▸ **Records for the exercise**:
//! Router assembly.
//!
//! [`ApiRouter`] mounts endpoints under the service prefix, adds the health
//! check, the not-found fallback and the middleware stack the configuration
//! asks for.

use axum::{
    Router,
    http::{HeaderName, Method},
    routing::{MethodFilter, get, on},
};
use std::collections::BTreeSet;
use tower_http::trace::TraceLayer;
use txapi_runtime::TransactionalStore;

use crate::config::{AppConfig, ConfigError};
use crate::endpoint::{Endpoint, serve};
use crate::handlers::{health_check, not_found};
use crate::middleware::{LatencyLayer, correlation_id_layer};
use crate::state::AppState;

/// Builder for the application router.
///
/// # Example
///
/// ```ignore
/// let app = ApiRouter::new(store, AppConfig::new("counter"))?
///     .endpoint::<Increment>()?
///     .endpoint::<Read>()?
///     .build();
/// axum::serve(listener, app).await?;
/// ```
pub struct ApiRouter<S> {
    state: AppState<S>,
    router: Router<AppState<S>>,
    routes: BTreeSet<(String, String)>,
}

impl<S> ApiRouter<S>
where
    S: TransactionalStore + 'static,
{
    /// Start a router for `store`.
    ///
    /// # Errors
    ///
    /// Returns an error if the configuration does not validate.
    pub fn new(store: S, config: AppConfig) -> Result<Self, ConfigError> {
        Self::from_state(AppState::new(store, config))
    }

    /// Start a router from prepared state.
    ///
    /// # Errors
    ///
    /// Returns an error if the state's configuration does not validate.
    pub fn from_state(state: AppState<S>) -> Result<Self, ConfigError> {
        state.config().validate()?;
        let mut this = Self {
            state,
            router: Router::new(),
            routes: BTreeSet::new(),
        };

        let health = this.state.config().health_check.clone();
        if !health.disabled {
            this.claim(&Method::GET, &health.path)?;
            this.router = this.router.route(&health.path, get(health_check));
        }
        Ok(this)
    }

    /// Mount endpoint `E` at `/{service}{E::PATH}`. The path is also served
    /// with a trailing slash (or without one, if `E::PATH` ends in `/`).
    ///
    /// # Errors
    ///
    /// [`ConfigError::Invalid`] if `E::PATH` does not start with `/`, the
    /// method cannot be routed, or the method and path are already taken.
    pub fn endpoint<E: Endpoint<S>>(mut self) -> Result<Self, ConfigError> {
        if !E::PATH.starts_with('/') {
            return Err(ConfigError::Invalid {
                field: "endpoint path",
                reason: format!("'{}' must start with '/'", E::PATH),
            });
        }
        let method = E::METHOD;
        let filter = MethodFilter::try_from(method.clone()).map_err(|err| ConfigError::Invalid {
            field: "endpoint method",
            reason: err.to_string(),
        })?;

        let path = format!("{}{}", self.state.config().prefix(), E::PATH);
        let twin = match path.strip_suffix('/') {
            Some(bare) => bare.to_string(),
            None => format!("{path}/"),
        };
        if self.routes.contains(&(method.to_string(), twin.clone())) {
            return Err(taken(&method, &path));
        }
        self.claim(&method, &path)?;
        tracing::info!(method = %method, path = %path, desc = E::DESC, "Registered endpoint");

        self.router = self
            .router
            .route(&path, on(filter, serve::<S, E>))
            .route(&twin, on(filter, serve::<S, E>));
        Ok(self)
    }

    /// Registered `(method, path)` pairs, sorted.
    pub fn routes(&self) -> impl Iterator<Item = (&str, &str)> {
        self.routes.iter().map(|(m, p)| (m.as_str(), p.as_str()))
    }

    /// Finish the router.
    pub fn build(self) -> Router {
        let config = self.state.config();
        let mut router = self.router.fallback(not_found::<S>);

        if config.logging.request_logging {
            router = router.layer(TraceLayer::new_for_http());
        }
        if !config.latency_tracker.disabled {
            // Checked by AppConfig::validate
            if let Ok(header) = HeaderName::from_bytes(config.latency_tracker.header.as_bytes()) {
                router = router.layer(LatencyLayer::new(header));
            }
        }

        router.layer(correlation_id_layer()).with_state(self.state)
    }

    fn claim(&mut self, method: &Method, path: &str) -> Result<(), ConfigError> {
        if self.routes.insert((method.to_string(), path.to_string())) {
            Ok(())
        } else {
            Err(taken(method, path))
        }
    }
}

fn taken(method: &Method, path: &str) -> ConfigError {
    ConfigError::Invalid {
        field: "endpoint path",
        reason: format!("{method} {path} is registered twice"),
    }
}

▸ **Problem statement**: Bring together each line above where the string "fallback" turns up.

▸ **Answer box**:
//! check, the not-found fallback and the middleware stack the configuration
        let mut router = self.router.fallback(not_found::<S>);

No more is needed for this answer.